25 aprile 1945 - la folla in festa invade via Vittorio Emanuele

Nel cogliere l'invito di Novaluna a contribuire alla raccolta di memorie di chi (come noi) ha vissuto gli anni di mezzo del secolo scorso, ho avvertito un senso di imbarazzo nello scegliere un ricordo significativo del tempo di guerra.
Il pericolo di cadere in banalità, nel momento in cui si riportano a galla esperienze che rinnovano sensazioni ed emozioni assopite, mi ha fatto propendere verso la raccolta di una manciata di «grani di Amarcord» tratti dal cesto delle memorie del «piccolo osservatore» di allora, ordinati secondo una ricostruzione filologica, lasciando al lettore la possibilità di rivivere il clima di quegli anni.
E per cominciare: Amarcord, il primo giorno di guerra e il corteo dei sostenitori in orbace sfilare in piazza Trento e Trieste.
Amarcord, la prima incursione aerea e la bomba (l'unica) caduta per errore sul Buon Pastore di via Felice Cavallotti, uccidendo un'innocente.

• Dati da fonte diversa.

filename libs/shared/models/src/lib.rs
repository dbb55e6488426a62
pub mod clinic;
pub mod error;

pub use clinic::*;
pub use error::AppError;
use std::env;
use std::str::FromStr;
use std::time::Duration;
use tracing::warn;

pub const DEFAULT_CACHE_TTL_SECONDS: u64 = 60;
pub const DEFAULT_BATCH_WORKERS: usize = 3;
pub const DEFAULT_BATCH_SHUTDOWN_GRACE_SECONDS: u64 = 5;
pub const DEFAULT_SERVER_PORT: u16 = 3000;

#[derive(Debug, Clone)]
pub struct AppConfig {
    pub supabase_url: String,
    pub supabase_anon_key: String,
    pub supabase_service_key: String,
    pub cache_ttl_seconds: u64,
    pub batch_workers: usize,
    pub batch_shutdown_grace_seconds: u64,
    pub server_port: u16,
}

impl Default for AppConfig {
    fn default() -> Self {
        Self {
            supabase_url: String::new(),
            supabase_anon_key: String::new(),
            supabase_service_key: String::new(),
            cache_ttl_seconds: DEFAULT_CACHE_TTL_SECONDS,
            batch_workers: DEFAULT_BATCH_WORKERS,
            batch_shutdown_grace_seconds: DEFAULT_BATCH_SHUTDOWN_GRACE_SECONDS,
            server_port: DEFAULT_SERVER_PORT,
        }
    }
}

impl AppConfig {
    pub fn from_env() -> Self {
        let config = Self {
            supabase_url: env::var("SUPABASE_URL")
                .unwrap_or_else(|_| {
                    warn!("SUPABASE_URL not set, falling back to in-memory store");
                    String::new()
                }),
            supabase_anon_key: env::var("SUPABASE_ANON_PUBLIC_KEY")
                .unwrap_or_else(|_| {
                    warn!("SUPABASE_ANON_PUBLIC_KEY not set, using empty value");
                    String::new()
                }),
            supabase_service_key: env::var("SUPABASE_SERVICE_ROLE_KEY")
                .unwrap_or_default(),
            cache_ttl_seconds: parse_or_default("CACHE_TTL_SECONDS", DEFAULT_CACHE_TTL_SECONDS),
            batch_workers: parse_or_default("BATCH_WORKERS", DEFAULT_BATCH_WORKERS),
            batch_shutdown_grace_seconds: parse_or_default(
                "BATCH_SHUTDOWN_GRACE_SECONDS",
                DEFAULT_BATCH_SHUTDOWN_GRACE_SECONDS,
            ),
            server_port: parse_or_default("SERVER_PORT", DEFAULT_SERVER_PORT),
        };

        if config.batch_workers == 0 {
            warn!("BATCH_WORKERS must be at least 1, using {}", DEFAULT_BATCH_WORKERS);
            return Self { batch_workers: DEFAULT_BATCH_WORKERS, ..config };
        }

        config
    }

    pub fn is_configured(&self) -> bool {
        !self.supabase_url.is_empty() && !self.supabase_anon_key.is_empty()
    }

    /// Key sent as the bearer token to PostgREST. The service role key wins
    /// when present so row-level security does not hide other patients' rows
    /// from the availability check.
    pub fn supabase_bearer_key(&self) -> &str {
        if self.supabase_service_key.is_empty() {
            &self.supabase_anon_key
        } else {
            &self.supabase_service_key
        }
    }

    pub fn cache_ttl(&self) -> Duration {
        Duration::from_secs(self.cache_ttl_seconds)
    }

    pub fn batch_shutdown_grace(&self) -> Duration {
        Duration::from_secs(self.batch_shutdown_grace_seconds)
    }
}

fn parse_or_default<T>(key: &str, default: T) -> T
where
    T: FromStr + std::fmt::Display + Copy,
{
    match env::var(key) {
        Ok(raw) => raw.trim().parse().unwrap_or_else(|_| {
            warn!("{} has invalid value {:?}, using default {}", key, raw, default);
            default
        }),
        Err(_) => default,
    }
}

#[cfg(test)]
mod tests {
    use super::*;

    #[test]
    fn defaults_match_documented_values() {
        let config = AppConfig::default();
        assert_eq!(config.cache_ttl(), Duration::from_secs(60));
        assert_eq!(config.batch_workers, 3);
        assert_eq!(config.batch_shutdown_grace(), Duration::from_secs(5));
        assert!(!config.is_configured());
    }

    #[test]
    fn service_key_preferred_over_anon_key() {
        let mut config = AppConfig {
            supabase_url: "http://localhost:54321".to_string(),
            supabase_anon_key: "anon".to_string(),
            ..AppConfig::default()
        };
        assert!(config.is_configured());
        assert_eq!(config.supabase_bearer_key(), "anon");

        config.supabase_service_key = "service".to_string();
        assert_eq!(config.supabase_bearer_key(), "service");
    }

    const KEYS: [&str; 7] = [
        "SUPABASE_URL",
        "SUPABASE_ANON_PUBLIC_KEY",
        "SUPABASE_SERVICE_ROLE_KEY",
        "CACHE_TTL_SECONDS",
        "BATCH_WORKERS",
        "BATCH_SHUTDOWN_GRACE_SECONDS",
        "SERVER_PORT",
    ];

    fn clear_env() {
        for key in KEYS {
            env::remove_var(key);
        }
    }

    // Environment is process-wide, so every from_env case runs in this one test.
    #[test]
    fn from_env_falls_back_on_missing_and_invalid_values() {
        clear_env();
        let config = AppConfig::from_env();
        assert!(config.supabase_url.is_empty());
        assert!(!config.is_configured());
        assert_eq!(config.cache_ttl_seconds, DEFAULT_CACHE_TTL_SECONDS);
        assert_eq!(config.batch_workers, DEFAULT_BATCH_WORKERS);
        assert_eq!(config.server_port, DEFAULT_SERVER_PORT);

        env::set_var("CACHE_TTL_SECONDS", "soon");
        env::set_var("SERVER_PORT", "99999");
        env::set_var("BATCH_WORKERS", "0");
        let config = AppConfig::from_env();
        assert_eq!(config.cache_ttl_seconds, DEFAULT_CACHE_TTL_SECONDS);
        assert_eq!(config.server_port, DEFAULT_SERVER_PORT);
        assert_eq!(config.batch_workers, DEFAULT_BATCH_WORKERS);

        env::set_var("SUPABASE_URL", "http://localhost:54321");
        env::set_var("SUPABASE_ANON_PUBLIC_KEY", "anon");
        env::set_var("CACHE_TTL_SECONDS", " 30 ");
        env::set_var("BATCH_WORKERS", "5");
        env::set_var("BATCH_SHUTDOWN_GRACE_SECONDS", "2");
        env::set_var("SERVER_PORT", "8080");
        let config = AppConfig::from_env();
        assert!(config.is_configured());
        assert_eq!(config.cache_ttl(), Duration::from_secs(30));
        assert_eq!(config.batch_workers, 5);
        assert_eq!(config.batch_shutdown_grace(), Duration::from_secs(2));
        assert_eq!(config.server_port, 8080);

        clear_env();
    }
}
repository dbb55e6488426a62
pub mod models;
pub mod services;
pub mod error;

pub use models::*;
pub use error::*;
pub use services::*;
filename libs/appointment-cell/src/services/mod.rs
pub mod booking;
pub mod clinic;

pub use booking::BookingCoordinator;
pub use clinic::ClinicService;
// =====================================================================================
// CACHE CELL - APPOINTMENT LIST READ CACHE
// =====================================================================================

pub mod models;
pub mod handlers;
pub mod router;
pub mod services;

pub use models::*;
pub use router::cache_routes;
pub use services::AvailabilityCache;
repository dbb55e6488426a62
use anyhow::{anyhow, Result};
use async_trait::async_trait;
use chrono::NaiveDate;
use reqwest::{
    header::{HeaderMap, HeaderValue, AUTHORIZATION, CONTENT_TYPE},
    Client, Method,
};
use serde::de::DeserializeOwned;
use serde::Deserialize;
use serde_json::{json, Value};
use tracing::{debug, error};

use shared_config::AppConfig;
use shared_models::{
    Appointment, AppointmentId, Doctor, DoctorId, NewAppointment, Patient, PatientId,
};

use crate::store::{ClinicStore, StoreError};

const RETURN_REPRESENTATION: &str = "return=representation";
const APPOINTMENT_SELECT: &str =
    "id,patient_id,doctor_id,appointment_date,patients(name),doctors(name,specialization)";

pub struct SupabaseClient {
    client: Client,
    base_url: String,
    anon_key: String,
    bearer_key: String,
}

impl SupabaseClient {
    pub fn new(config: &AppConfig) -> Self {
        Self {
            client: Client::new(),
            base_url: config.supabase_url.trim_end_matches('/').to_string(),
            anon_key: config.supabase_anon_key.clone(),
            bearer_key: config.supabase_bearer_key().to_string(),
        }
    }

    fn get_headers(&self, prefer: Option<&str>) -> Result<HeaderMap> {
        let mut headers = HeaderMap::new();

        headers.insert("apikey", HeaderValue::from_str(&self.anon_key)?);
        headers.insert(CONTENT_TYPE, HeaderValue::from_static("application/json"));
        headers.insert(
            AUTHORIZATION,
            HeaderValue::from_str(&format!("Bearer {}", self.bearer_key))?,
        );

        if let Some(prefer) = prefer {
            headers.insert("Prefer", HeaderValue::from_str(prefer)?);
        }

        Ok(headers)
    }

    pub async fn request<T>(&self, method: Method, path: &str,
                            prefer: Option<&str>, body: Option<Value>)
                            -> Result<T>
    where T: DeserializeOwned {
        let url = format!("{}{}", self.base_url, path);
        debug!("Making {} request to {}", method, url);

        let headers = self.get_headers(prefer)?;

        let mut req = self.client.request(method, &url)
            .headers(headers);

        if let Some(body_data) = body {
            req = req.json(&body_data);
        }

        let response = req.send().await?;

        let status = response.status();
        if !status.is_success() {
            let error_text = response.text().await?;
            error!("API error ({}): {}", status, error_text);

            return Err(match status.as_u16() {
                401 | 403 => anyhow!("Authentication error: {}", error_text),
                404 => anyhow!("Resource not found: {}", error_text),
                _ => anyhow!("API error ({}): {}", status, error_text),
            });
        }

        let data = response.json::<T>().await?;
        Ok(data)
    }

    pub fn get_base_url(&self) -> &str {
        &self.base_url
    }
}

// ==============================================================================
// POSTGREST ROW SHAPES
// ==============================================================================

#[derive(Debug, Deserialize)]
struct PatientName {
    name: String,
}

#[derive(Debug, Deserialize)]
struct DoctorSummary {
    name: String,
    specialization: String,
}

#[derive(Debug, Deserialize)]
struct AppointmentRow {
    id: AppointmentId,
    patient_id: PatientId,
    doctor_id: DoctorId,
    appointment_date: NaiveDate,
    #[serde(default)]
    patients: Option<PatientName>,
    #[serde(default)]
    doctors: Option<DoctorSummary>,
}

impl From<AppointmentRow> for Appointment {
    fn from(row: AppointmentRow) -> Self {
        Appointment {
            id: row.id,
            patient_id: row.patient_id,
            doctor_id: row.doctor_id,
            appointment_date: row.appointment_date,
            patient_name: row.patients.map(|p| p.name),
            doctor_name: row.doctors.as_ref().map(|d| d.name.clone()),
            doctor_specialization: row.doctors.map(|d| d.specialization),
        }
    }
}

/// `ClinicStore` backed by the Supabase REST API.
pub struct SupabaseStore {
    client: SupabaseClient,
}

impl SupabaseStore {
    pub fn new(config: &AppConfig) -> Self {
        Self { client: SupabaseClient::new(config) }
    }

    async fn get_rows<T>(&self, path: &str) -> Result<Vec<T>, StoreError>
    where T: DeserializeOwned {
        self.client
            .request::<Vec<T>>(Method::GET, path, None, None)
            .await
            .map_err(backend_error)
    }

    async fn list_appointments(&self, filter: &str) -> Result<Vec<Appointment>, StoreError> {
        let path = format!(
            "/rest/v1/appointments?{}&select={}&order=appointment_date.asc,id.asc",
            filter, APPOINTMENT_SELECT
        );
        let rows: Vec<AppointmentRow> = self.get_rows(&path).await?;
        Ok(rows.into_iter().map(Appointment::from).collect())
    }
}

fn backend_error(e: anyhow::Error) -> StoreError {
    StoreError::Backend(e.to_string())
}

#[async_trait]
impl ClinicStore for SupabaseStore {
    async fn find_patient(&self, id: PatientId) -> Result<Option<Patient>, StoreError> {
        let path = format!("/rest/v1/patients?id=eq.{}&select=id,name,age,gender", id);
        let rows: Vec<Patient> = self.get_rows(&path).await?;
        Ok(rows.into_iter().next())
    }

    async fn find_doctor(&self, id: DoctorId) -> Result<Option<Doctor>, StoreError> {
        let path = format!("/rest/v1/doctors?id=eq.{}&select=id,name,specialization", id);
        let rows: Vec<Doctor> = self.get_rows(&path).await?;
        Ok(rows.into_iter().next())
    }

    async fn list_doctors(&self) -> Result<Vec<Doctor>, StoreError> {
        self.get_rows("/rest/v1/doctors?select=id,name,specialization&order=id.asc").await
    }

    async fn is_doctor_available(
        &self,
        doctor_id: DoctorId,
        date: NaiveDate,
    ) -> Result<bool, StoreError> {
        let path = format!(
            "/rest/v1/appointments?doctor_id=eq.{}&appointment_date=eq.{}&select=id&limit=1",
            doctor_id, date
        );
        let rows: Vec<Value> = self.get_rows(&path).await?;
        Ok(rows.is_empty())
    }

    async fn insert_appointment(&self, new: NewAppointment) -> Result<Appointment, StoreError> {
        let body = json!({
            "patient_id": new.patient_id,
            "doctor_id": new.doctor_id,
            "appointment_date": new.appointment_date,
        });

        let rows: Vec<AppointmentRow> = self.client
            .request(Method::POST, "/rest/v1/appointments", Some(RETURN_REPRESENTATION), Some(body))
            .await
            .map_err(backend_error)?;

        rows.into_iter()
            .next()
            .map(Appointment::from)
            .ok_or_else(|| StoreError::Decode("insert returned no row".to_string()))
    }

    async fn delete_appointment(&self, id: AppointmentId) -> Result<bool, StoreError> {
        let path = format!("/rest/v1/appointments?id=eq.{}", id);
        let rows: Vec<Value> = self.client
            .request(Method::DELETE, &path, Some(RETURN_REPRESENTATION), None)
            .await
            .map_err(backend_error)?;
        Ok(!rows.is_empty())
    }

    async fn find_appointment(&self, id: AppointmentId) -> Result<Option<Appointment>, StoreError> {
        let path = format!("/rest/v1/appointments?id=eq.{}&select={}", id, APPOINTMENT_SELECT);
        let rows: Vec<AppointmentRow> = self.get_rows(&path).await?;
        Ok(rows.into_iter().next().map(Appointment::from))
    }

    async fn list_appointments_by_patient(
        &self,
        patient_id: PatientId,
    ) -> Result<Vec<Appointment>, StoreError> {
        self.list_appointments(&format!("patient_id=eq.{}", patient_id)).await
    }

    async fn list_appointments_by_doctor(
        &self,
        doctor_id: DoctorId,
    ) -> Result<Vec<Appointment>, StoreError> {
        self.list_appointments(&format!("doctor_id=eq.{}", doctor_id)).await
    }
}
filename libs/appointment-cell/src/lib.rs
pub mod models;
pub mod services;
pub mod handlers;
pub mod router;

pub use models::*;
pub use services::*;
pub use router::{appointment_routes, doctor_routes};
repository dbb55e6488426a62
use std::time::Duration;

use serde::{Deserialize, Serialize};

use shared_config::AppConfig;

#[derive(Debug, Clone)]
pub struct WorkerConfig {
    pub pool_id: String,
    pub worker_count: usize,
    pub graceful_shutdown_timeout: Duration,
}

impl Default for WorkerConfig {
    fn default() -> Self {
        Self {
            pool_id: "batch".to_string(),
            worker_count: shared_config::DEFAULT_BATCH_WORKERS,
            graceful_shutdown_timeout: Duration::from_secs(
                shared_config::DEFAULT_BATCH_SHUTDOWN_GRACE_SECONDS,
            ),
        }
    }
}

impl WorkerConfig {
    pub fn from_app_config(config: &AppConfig) -> Self {
        Self {
            worker_count: config.batch_workers.max(1),
            graceful_shutdown_timeout: config.batch_shutdown_grace(),
            ..Self::default()
        }
    }
}

#[derive(Debug, Clone, Serialize, Deserialize, PartialEq, Eq)]
pub struct PoolStats {
    pub worker_count: usize,
    pub in_flight: usize,
    pub completed: u64,
    pub panicked: u64,
    pub accepting: bool,
}

#[derive(Debug, Clone, Serialize, Deserialize, PartialEq, Eq)]
pub struct ShutdownReport {
    /// All queued and running tasks finished inside the grace period.
    pub drained: bool,
    /// Workers still busy when the grace period ran out.
    pub aborted_workers: usize,
}
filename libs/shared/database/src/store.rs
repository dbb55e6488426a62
use async_trait::async_trait;
use chrono::NaiveDate;
use thiserror::Error;

use shared_models::{
    Appointment, AppointmentId, Doctor, DoctorId, NewAppointment, Patient, PatientId,
};

#[derive(Error, Debug, Clone, PartialEq, Eq)]
pub enum StoreError {
    #[error("Store request failed: {0}")]
    Backend(String),

    #[error("Store returned malformed data: {0}")]
    Decode(String),

    #[error("Store unavailable: {0}")]
    Unavailable(String),
}

/// Persistence boundary for patients, doctors and appointments.
///
/// Appointment listings are ordered by date ascending and carry the joined
/// patient name, doctor name and doctor specialization. The store does not
/// enforce the one-appointment-per-doctor-per-date rule; callers that need it
/// must serialize their availability check and insert.
#[async_trait]
pub trait ClinicStore: Send + Sync {
    async fn find_patient(&self, id: PatientId) -> Result<Option<Patient>, StoreError>;

    async fn find_doctor(&self, id: DoctorId) -> Result<Option<Doctor>, StoreError>;

    async fn list_doctors(&self) -> Result<Vec<Doctor>, StoreError>;

    /// `true` when the doctor has no appointment on `date`.
    async fn is_doctor_available(
        &self,
        doctor_id: DoctorId,
        date: NaiveDate,
    ) -> Result<bool, StoreError>;

    async fn insert_appointment(&self, new: NewAppointment) -> Result<Appointment, StoreError>;

    /// Returns whether a row was removed.
    async fn delete_appointment(&self, id: AppointmentId) -> Result<bool, StoreError>;

    async fn find_appointment(&self, id: AppointmentId) -> Result<Option<Appointment>, StoreError>;

    async fn list_appointments_by_patient(
        &self,
        patient_id: PatientId,
    ) -> Result<Vec<Appointment>, StoreError>;

    async fn list_appointments_by_doctor(
        &self,
        doctor_id: DoctorId,
    ) -> Result<Vec<Appointment>, StoreError>;
}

Amarcord, la demolizione dei cancelli e delle recinzioni in ferro requisiti dal governo per ricavare materiale bellico.
Amarcord, le prime truppe tedesche, distaccate a Monza, consumare il rancio sui muri diroccati dell'Albergo dell'Angelo in demolizione (in piazzetta Upim).
Amarcord, le lunghe notti trascorse in rifugio, nei sotterranei della Cassa di Risparmio (in costruzione, di fianco al liceo Zucchi), stipati di vecchi, donne e bambini; l'angoscia di mia madre nel raccomandarci di non raccogliere nulla, per il pericolo delle «piastrine incendiarie» che al tocco mutilavano come Una Bomber; il nostro sfollamento in Brianza per ragioni di sicurezza.
Amarcord «Pippo», il piccolo aereo, sconosciuto, che mitragliava i passanti lungo le strade e la linea ferroviaria, seminando il terrore dei viaggiatori; le ondate dei bombardieri diretti a Milano e le noti infuocate degli incendi, visibili a distanza dai colli della Brianza.Amarcord, mio padre raggiungere furtivamente i vagoni, in sosta presso lo scalo merci di Monza, carichi di deportati, destinati ai campi di concentramento, che chiedevano soccorso e gettavano biglietti di commiato pregando di farli pervenire ai familiari.
Amarcord (ma lo seppi a guerra conclusa) le notti di mio padre con "altri", nel nostro magazzino di via Italia, trascorse a confezionare pacchi - viveri per le formazioni partigiane della Valsassina e della Valtellina.
Amarcord, la battaglia di Megolo, in val D'Ossola, tra un drappello di Par'tigi'ani e uno schieramento di truppe tedesche; fra i caduti (quasi tutti partigiani, raccontava mio padre) il tenente Redi, come si faceva chiamare nostro cugino Citterio.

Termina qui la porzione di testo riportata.